Oklahoma-based Devon Energy's Q1 net earnings plummet 65% from year ago to US$416M primarily from non-cash, unrealized loss on oil, gas and NGL derivatives, 33% drop in revenue to US$2.15B
May 4, 2011
– Devon Energy Corporation (NYSE:DVN) today reported net earnings of $416 million for the quarter ended March 31, 2011, or $0.97 per common share ($0.97 per diluted common share). This compares with first-quarter 2010 net earnings of $1.2 billion, or $2.67 per common share ($2.66 per diluted common share). The decrease in quarterly earnings is primarily attributable to non-cash, unrealized changes in the fair value of oil, gas and NGL derivatives.
First-quarter 2011 financial results were impacted by certain items securities analysts typically exclude from their published estimates. The most significant of the adjusting items was a non-cash, unrealized loss on oil, gas and NGL derivatives of $254 million before-tax ($166 million after-tax). Excluding these adjusting items, Devon earned $575 million or $1.34 per diluted common share in the first quarter of 2011. The adjusting items are discussed in more detail later in this news release.
Production Growth Exceeds Guidance, Driven By Strong Liquids Growth
Production from continuing operations averaged 629,000 oil-equivalent barrels (Boe) per day in the first quarter of 2011, in spite of curtailments related to severe winter weather. Compared to the first quarter of 2010, Devon’s North American onshore production increased seven percent and exceeded the top-end of the company’s guidance by 4,000 barrels per day. First-quarter production benefited from better than expected results from several core properties, including the Cana-Woodford and Barnett Shale.
Devon continued to deliver strong oil and natural gas liquids production growth in the first quarter of 2011. In aggregate, liquids production averaged 207,000 barrels per day.

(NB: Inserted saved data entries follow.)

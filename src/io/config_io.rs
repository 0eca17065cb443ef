use std::fs;
use std::path::{Path, PathBuf};

use crate::io::recovery;
use crate::io::store_io::data_dir;
use crate::model::config::AppConfig;
use crate::ops::view::{FilterMode, SortMode};

/// Keys accepted by `config get` / `config set`
pub const CONFIG_KEYS: &[&str] = &[
    "view.filter",
    "view.sort",
    "ui.show_key_hints",
    "ui.status_timeout_ms",
];

/// Error type for config file access
#[derive(Debug, thiserror::Error)]
pub enum ConfigError {
    #[error("could not read {path}: {source}")]
    Read {
        path: PathBuf,
        source: std::io::Error,
    },
    #[error("could not write {path}: {source}")]
    Write {
        path: PathBuf,
        source: std::io::Error,
    },
    #[error("invalid config file: {0}")]
    Parse(#[from] toml_edit::TomlError),
    #[error("unknown config key: {0} (expected one of: {keys})", keys = CONFIG_KEYS.join(", "))]
    UnknownKey(String),
    #[error("invalid value for {key}: {value:?} (expected {expected})")]
    InvalidValue {
        key: String,
        value: String,
        expected: &'static str,
    },
}

/// Default config location: `<config-dir>/taskterm/config.toml`
pub fn config_path() -> PathBuf {
    data_dir().join("config.toml")
}

/// Load the config, falling back to defaults. A missing file is silent; an
/// unreadable or invalid one is reported on stderr.
pub fn load_config(path: &Path) -> AppConfig {
    let text = match fs::read_to_string(path) {
        Ok(text) => text,
        Err(e) if e.kind() == std::io::ErrorKind::NotFound => return AppConfig::default(),
        Err(e) => {
            eprintln!("warning: could not read {}: {}", path.display(), e);
            return AppConfig::default();
        }
    };
    match toml::from_str(&text) {
        Ok(config) => config,
        Err(e) => {
            eprintln!(
                "warning: ignoring invalid config {}: {}",
                path.display(),
                e.message()
            );
            AppConfig::default()
        }
    }
}

/// Read the config as an editable document. A missing file is an empty one.
pub fn read_document(path: &Path) -> Result<toml_edit::DocumentMut, ConfigError> {
    let text = match fs::read_to_string(path) {
        Ok(text) => text,
        Err(e) if e.kind() == std::io::ErrorKind::NotFound => String::new(),
        Err(e) => {
            return Err(ConfigError::Read {
                path: path.to_path_buf(),
                source: e,
            });
        }
    };
    Ok(text.parse()?)
}

/// Write the document back, preserving comments and layout.
pub fn write_document(path: &Path, doc: &toml_edit::DocumentMut) -> Result<(), ConfigError> {
    let write_err = |e: std::io::Error| ConfigError::Write {
        path: path.to_path_buf(),
        source: e,
    };
    if let Some(parent) = path.parent() {
        fs::create_dir_all(parent).map_err(write_err)?;
    }
    recovery::atomic_write(path, doc.to_string().as_bytes()).map_err(write_err)
}

fn split_key(key: &str) -> Result<(&str, &str), ConfigError> {
    if !CONFIG_KEYS.contains(&key) {
        return Err(ConfigError::UnknownKey(key.to_string()));
    }
    // every known key is `section.name`
    key.split_once('.')
        .ok_or_else(|| ConfigError::UnknownKey(key.to_string()))
}

/// Current value of `key`, or None when the file does not set it.
pub fn get_value(doc: &toml_edit::DocumentMut, key: &str) -> Result<Option<String>, ConfigError> {
    let (section, name) = split_key(key)?;
    let value = doc
        .get(section)
        .and_then(|s| s.get(name))
        .and_then(|item| item.as_value())
        .map(|v| match v.as_str() {
            Some(s) => s.to_string(),
            None => v.to_string().trim().to_string(),
        });
    Ok(value)
}

/// Value `key` takes when the file does not set it
pub fn default_value(key: &str) -> Result<String, ConfigError> {
    let defaults = AppConfig::default();
    let value = match key {
        "view.filter" => defaults.view.filter.to_string(),
        "view.sort" => defaults.view.sort.to_string(),
        "ui.show_key_hints" => defaults.ui.show_key_hints.to_string(),
        "ui.status_timeout_ms" => defaults.ui.status_timeout_ms.to_string(),
        _ => return Err(ConfigError::UnknownKey(key.to_string())),
    };
    Ok(value)
}

/// Validate `raw` for `key` and store it in the document.
pub fn set_value(doc: &mut toml_edit::DocumentMut, key: &str, raw: &str) -> Result<(), ConfigError> {
    let (section, name) = split_key(key)?;
    let invalid = |expected| ConfigError::InvalidValue {
        key: key.to_string(),
        value: raw.to_string(),
        expected,
    };
    let value = match key {
        "view.filter" => {
            let mode = FilterMode::parse(raw).ok_or_else(|| invalid("all, completed or uncompleted"))?;
            toml_edit::value(mode.as_str())
        }
        "view.sort" => {
            let mode = SortMode::parse(raw)
                .ok_or_else(|| invalid("default, priority, due-date or created"))?;
            toml_edit::value(mode.as_str())
        }
        "ui.show_key_hints" => {
            let b: bool = raw.parse().map_err(|_| invalid("true or false"))?;
            toml_edit::value(b)
        }
        "ui.status_timeout_ms" => {
            let ms: i64 = raw
                .parse()
                .ok()
                .filter(|ms| *ms >= 0)
                .ok_or_else(|| invalid("a non-negative number of milliseconds"))?;
            toml_edit::value(ms)
        }
        _ => return Err(ConfigError::UnknownKey(key.to_string())),
    };

    if !doc.contains_key(section) {
        doc[section] = toml_edit::Item::Table(toml_edit::Table::new());
    }
    doc[section][name] = value;
    Ok(())
}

This represents an 11 percent increase in North American onshore liquids production compared to the first quarter of 2010 and a five percent increase over the fourth quarter of 2010.

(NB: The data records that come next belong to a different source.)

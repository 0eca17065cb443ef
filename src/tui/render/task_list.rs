use ratatui::Frame;
use ratatui::layout::Rect;
use ratatui::style::{Modifier, Style};
use ratatui::text::{Line, Span};
use ratatui::widgets::{Block, Borders, Paragraph};

use crate::model::task::Task;
use crate::tui::app::App;
use crate::util::unicode::{display_width, truncate_to_width};

use super::push_highlighted_spans;

/// Render the bordered task list. Rows come from the current snapshot, so
/// what is drawn is exactly what row-targeted commands resolve against.
pub fn render_task_list(frame: &mut Frame, app: &mut App, area: Rect) {
    let bg = app.theme.background;
    let block = Block::default()
        .title(Span::styled(
            " Tasks ",
            Style::default()
                .fg(app.theme.text_bright)
                .bg(bg)
                .add_modifier(Modifier::BOLD),
        ))
        .borders(Borders::ALL)
        .border_style(Style::default().fg(app.theme.border).bg(bg))
        .style(Style::default().bg(bg));
    let inner = block.inner(area);
    frame.render_widget(block, area);

    if app.snapshot.is_empty() {
        let msg = if app.store.tasks().is_empty() {
            "No tasks yet. Press \"a\" to add one."
        } else {
            "No tasks match the current filter."
        };
        let empty = Paragraph::new(Line::from(Span::styled(
            msg,
            Style::default().fg(app.theme.dim).bg(bg),
        )));
        frame.render_widget(empty, inner);
        return;
    }

    let visible = inner.height as usize;
    clamp_scroll(app, visible);

    let search_re = app.search_re();
    let width = inner.width as usize;
    let mut lines: Vec<Line> = Vec::with_capacity(visible);
    for (row, entry) in app
        .snapshot
        .entries
        .iter()
        .enumerate()
        .skip(app.scroll_offset)
        .take(visible)
    {
        // The snapshot was derived from the store, so its index is in range
        let Some(task) = app.store.tasks().get(entry.index) else {
            continue;
        };
        let row_bg = if row == app.cursor {
            app.theme.selection_bg
        } else {
            bg
        };
        lines.push(task_line(app, task, width, row_bg, search_re.as_ref()));
    }

    let paragraph = Paragraph::new(lines).style(Style::default().bg(bg));
    frame.render_widget(paragraph, inner);
}

/// Keep the cursor inside the visible window.
fn clamp_scroll(app: &mut App, visible: usize) {
    if visible == 0 {
        return;
    }
    if app.cursor < app.scroll_offset {
        app.scroll_offset = app.cursor;
    } else if app.cursor >= app.scroll_offset + visible {
        app.scroll_offset = app.cursor + 1 - visible;
    }
    let max_offset = app.snapshot.len().saturating_sub(visible);
    app.scroll_offset = app.scroll_offset.min(max_offset);
}

fn task_line<'a>(
    app: &App,
    task: &Task,
    width: usize,
    row_bg: ratatui::style::Color,
    search_re: Option<&regex::Regex>,
) -> Line<'a> {
    let theme = &app.theme;
    let (checkbox, check_color) = if task.completed {
        ("[✓] ", theme.green)
    } else {
        ("[ ] ", theme.dim)
    };
    let text_style = if task.completed {
        Style::default().fg(theme.dim).bg(row_bg)
    } else {
        Style::default().fg(theme.text).bg(row_bg)
    };
    let match_style = Style::default()
        .fg(theme.search_match_fg)
        .bg(theme.search_match_bg);

    // Suffix pieces, each with its own style
    let mut suffix: Vec<(String, Style)> = Vec::new();
    if let Some(p) = task.priority {
        suffix.push((
            format!(" {}", p.marker()),
            Style::default().fg(theme.priority_color(p)).bg(row_bg),
        ));
    }
    if let Some(due) = &task.due_date {
        suffix.push((
            format!(" (due: {})", due),
            Style::default().fg(theme.cyan).bg(row_bg),
        ));
    }
    for tag in task.tag_list() {
        suffix.push((
            format!(" #{}", tag),
            Style::default().fg(theme.purple).bg(row_bg),
        ));
    }
    let suffix_w: usize = suffix.iter().map(|(s, _)| display_width(s)).sum();

    let desc_room = width.saturating_sub(display_width(checkbox) + suffix_w);
    let description = truncate_to_width(&task.description, desc_room.max(1));

    let mut spans = vec![Span::styled(
        checkbox,
        Style::default().fg(check_color).bg(row_bg),
    )];
    push_highlighted_spans(&mut spans, &description, text_style, match_style, search_re);
    spans.extend(suffix.into_iter().map(|(s, style)| Span::styled(s, style)));

    // Fill the rest of the row so the selection background spans the width
    let used: usize = spans.iter().map(|s| display_width(&s.content)).sum();
    if used < width {
        spans.push(Span::styled(
            " ".repeat(width - used),
            Style::default().bg(row_bg),
        ));
    }
    Line::from(spans)
}

#[cfg(test)]
mod tests {
    use super::*;
    use crate::tui::render::test_helpers::*;
    use insta::assert_snapshot;

    fn render_list(app: &mut App, w: u16, h: u16) -> String {
        render_to_string(w, h, |frame, area| render_task_list(frame, app, area))
    }

    #[test]
    fn rows_show_markers() {
        let mut app = app_with_tasks(&["buy milk", "call mom"]);
        let first = app.store.tasks()[0].id;
        let second = app.store.tasks()[1].id;
        app.store.toggle_complete(first).unwrap();
        app.store.set_due_date(second, "2024-06-01").unwrap();
        app.store.set_tags(second, "family, phone").unwrap();
        app.refresh_view();

        let output = render_list(&mut app, 60, 5);
        assert_snapshot!(output, @r"
        ┌ Tasks ───────────────────────────────────────────────────┐
        │[✓] buy milk (MED)                                        │
        │[ ] call mom (MED) (due: 2024-06-01) #family #phone       │
        │                                                          │
        └──────────────────────────────────────────────────────────┘
        ");
    }

    #[test]
    fn long_description_is_truncated() {
        let mut app = app_with_tasks(&["a very long description that will not fit"]);
        let output = render_list(&mut app, 30, 3);
        let row = output.lines().nth(1).unwrap();
        assert!(row.contains("…"));
        assert!(row.ends_with("(MED)│"));
        assert_eq!(display_width(row), 30);
    }

    #[test]
    fn empty_messages() {
        let mut app = app_with_tasks(&[]);
        assert!(render_list(&mut app, 60, 4).contains("No tasks yet"));

        let mut app = app_with_tasks(&["a"]);
        app.settings.search = "zzz".into();
        app.refresh_view();
        assert!(render_list(&mut app, 60, 4).contains("No tasks match"));
    }

    #[test]
    fn scroll_follows_cursor() {
        let names: Vec<String> = (0..10).map(|i| format!("task {i}")).collect();
        let refs: Vec<&str> = names.iter().map(String::as_str).collect();
        let mut app = app_with_tasks(&refs);
        app.cursor = 7;
        let output = render_list(&mut app, 40, 5);
        assert_eq!(app.scroll_offset, 5);
        assert!(output.contains("task 7"));
        assert!(!output.contains("task 4"));

        app.cursor = 1;
        render_list(&mut app, 40, 5);
        assert_eq!(app.scroll_offset, 1);
    }
}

Cana-Woodford Shale Production Growth Leads Operating Highlights
* Production from the company’s Cana-Woodford Shale play averaged a record 162 million cubic feet of natural gas equivalent per day in the first quarter of 2011. This represents a 120 percent increase compared to the first-quarter of 2010.

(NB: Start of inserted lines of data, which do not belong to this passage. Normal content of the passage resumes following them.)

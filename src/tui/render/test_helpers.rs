use chrono::{TimeZone, Utc};
use ratatui::Terminal;
use ratatui::backend::TestBackend;
use ratatui::layout::Rect;

use crate::io::store_io::{MemoryGateway, TaskGateway};
use crate::model::AppConfig;
use crate::model::task::Task;
use crate::ops::store::TaskStore;
use crate::tui::app::App;

pub const TERM_W: u16 = 80;
pub const TERM_H: u16 = 24;

/// Render into an in-memory buffer and return plain text (no styles).
pub fn render_to_string<F>(w: u16, h: u16, f: F) -> String
where
    F: FnOnce(&mut ratatui::Frame, Rect),
{
    let backend = TestBackend::new(w, h);
    let mut terminal = Terminal::new(backend).unwrap();
    terminal
        .draw(|frame| {
            let area = frame.area();
            f(frame, area);
        })
        .unwrap();

    let buf = terminal.backend().buffer().clone();
    let w = buf.area.width as usize;
    let lines: Vec<String> = buf
        .content
        .chunks(w)
        .map(|row| {
            let s: String = row.iter().map(|cell| cell.symbol()).collect();
            s.trim_end().to_string()
        })
        .collect();

    // Trim trailing blank lines
    let end = lines
        .iter()
        .rposition(|l| !l.is_empty())
        .map_or(0, |i| i + 1);
    lines[..end].join("\n")
}

/// An app over an in-memory store holding one task per description, with
/// ids 1..=n. Later ids come from a fixed clock well past the seeded ones.
pub fn app_with_tasks(descriptions: &[&str]) -> App {
    let base = Utc.timestamp_opt(1_700_000_000, 0).unwrap();
    let tasks: Vec<Task> = descriptions
        .iter()
        .enumerate()
        .map(|(i, d)| {
            let created = base + chrono::Duration::seconds(i as i64);
            Task::new(i as u64 + 1, d.to_string(), created)
        })
        .collect();
    let gateway = MemoryGateway::with_tasks(&tasks).unwrap();
    let store = TaskStore::open(Box::new(gateway) as Box<dyn TaskGateway>)
        .unwrap()
        .with_clock(move || base + chrono::Duration::hours(1));
    App::new(store, &AppConfig::default())
}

* In the Permian Basin, oil and natural gas liquids production increased 17 percent over the first-quarter 2010. In aggregate, liquids production accounted for nearly 75 percent of the 44,000 equivalent barrels per day produced in the Permian Basin during the first quarter.
* In Canada, the company plans to commence steam injection at Jackfish 2 in May with first production expected by year-end. At full production Jackfish 2 is expected to produce 35,000 barrels per day before royalties for more than 20 years.
* Immediately adjacent to its Jackfish lease, the company successfully completed the drilling of 135 appraisal wells on its Pike oil sands lease. The results were consistent with company expectations and will assist in determining the optimal development configuration. Devon anticipates filing a regulatory application for the first phase of Pike in the first half of 2012.
* Net production from the Barnett Shale exceeded 1.2 billion cubic feet of natural gas equivalent per day in the first quarter, including 43,000 barrels per day of liquids. This was an 11 percent increase over the first quarter of 2010.
* Devon brought six operated Granite Wash wells online in the first quarter. Initial production from these wells averaged 1,760 barrels of oil-equivalent per day, including 250 barrels of oil and 490 barrels of natural gas liquids per day. The company has an average working interest of 84 percent in these wells.
Although production increased, revenues from oil, gas and natural gas liquids sales declined 10 percent to $1.9 billion in the first quarter of 2011. Lower natural gas prices more than offset the increase in production.
The company’s average realized natural gas price, before the impact of hedges, decreased 25 percent to $3.62 per thousand cubic feet in the first quarter of 2011, as compared to $4.80 per thousand cubic feet in the first quarter of 2010. Devon’s average realized oil price increased five percent in the first quarter of 2011, to $70.95 per barrel. This compares with an average realized price of $67.58 per barrel in the year-ago period. The average realized natural gas liquids price increased four percent over the first quarter of 2010 to $37.39 per barrel.
Marketing and midstream operating profit was $122 million in the first quarter of 2011. Increased gas throughput and strong cost control drove the company’s solid first quarter result.
Cost Containment Mitigates Industry Inflation
Devon’s cost containment efforts were reflected in first-quarter 2011 expense results. In spite of rising industry costs and a stronger Canadian dollar, company expenses in most categories declined or reflected only nominal per-unit increases.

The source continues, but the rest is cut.